== Segment start ==

//! Observer HTTP server lifecycle.
//!
//! [`start_server`] binds and serves until the process ends;
//! [`spawn_observer`] binds eagerly and serves on a background task so the
//! engine can run the simulation loop alongside it.

use std::net::SocketAddr;
use std::sync::Arc;

use gitswarm_core::config::ServerConfig;
use tokio::net::TcpListener;
use tokio::task::JoinHandle;
use tracing::{error, info};

use crate::router::build_router;
use crate::state::AppState;

/// Errors that can occur when starting or running the Observer server.
#[derive(Debug, thiserror::Error)]
pub enum ServerError {
    /// Failed to bind to the network address.
    #[error("bind error: {0}")]
    Bind(String),

    /// The server encountered a fatal error while serving.
    #[error("serve error: {0}")]
    Serve(String),
}

async fn bind(config: &ServerConfig) -> Result<TcpListener, ServerError> {
    let addr: SocketAddr = format!("{}:{}", config.host, config.port)
        .parse()
        .map_err(|e| ServerError::Bind(format!("invalid address: {e}")))?;

    let listener = TcpListener::bind(addr)
        .await
        .map_err(|e| ServerError::Bind(format!("bind failed on {addr}: {e}")))?;

    info!(%addr, "Observer server listening");
    Ok(listener)
}

/// Start the Observer HTTP server and serve until the process ends.
///
/// # Errors
///
/// Returns an error if the TCP listener cannot bind or the server
/// encounters a fatal I/O error.
pub async fn start_server(config: &ServerConfig, state: Arc<AppState>) -> Result<(), ServerError> {
    let listener = bind(config).await?;
    axum::serve(listener, build_router(state))
        .await
        .map_err(|e| ServerError::Serve(format!("serve error: {e}")))
}

/// Bind the Observer server and serve it on a background task.
///
/// Binding happens before this returns, so a port conflict is reported
/// to the caller rather than logged from the task.
///
/// # Errors
///
/// Returns [`ServerError::Bind`] if the address is invalid or taken.
pub async fn spawn_observer(
    config: &ServerConfig,
    state: Arc<AppState>,
) -> Result<JoinHandle<()>, ServerError> {
    let listener = bind(config).await?;
    let router = build_router(state);

    let handle = tokio::spawn(async move {
        if let Err(e) = axum::serve(listener, router).await {
            error!(error = %e, "Observer server exited with error");
        }
    });

    Ok(handle)
}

== Segment end ==

__Work to complete__. Look over the material and return every line where the word "ends" is found.

__Task output__.
//! [`start_server`] binds and serves until the process ends;
/// Start the Observer HTTP server and serve until the process ends.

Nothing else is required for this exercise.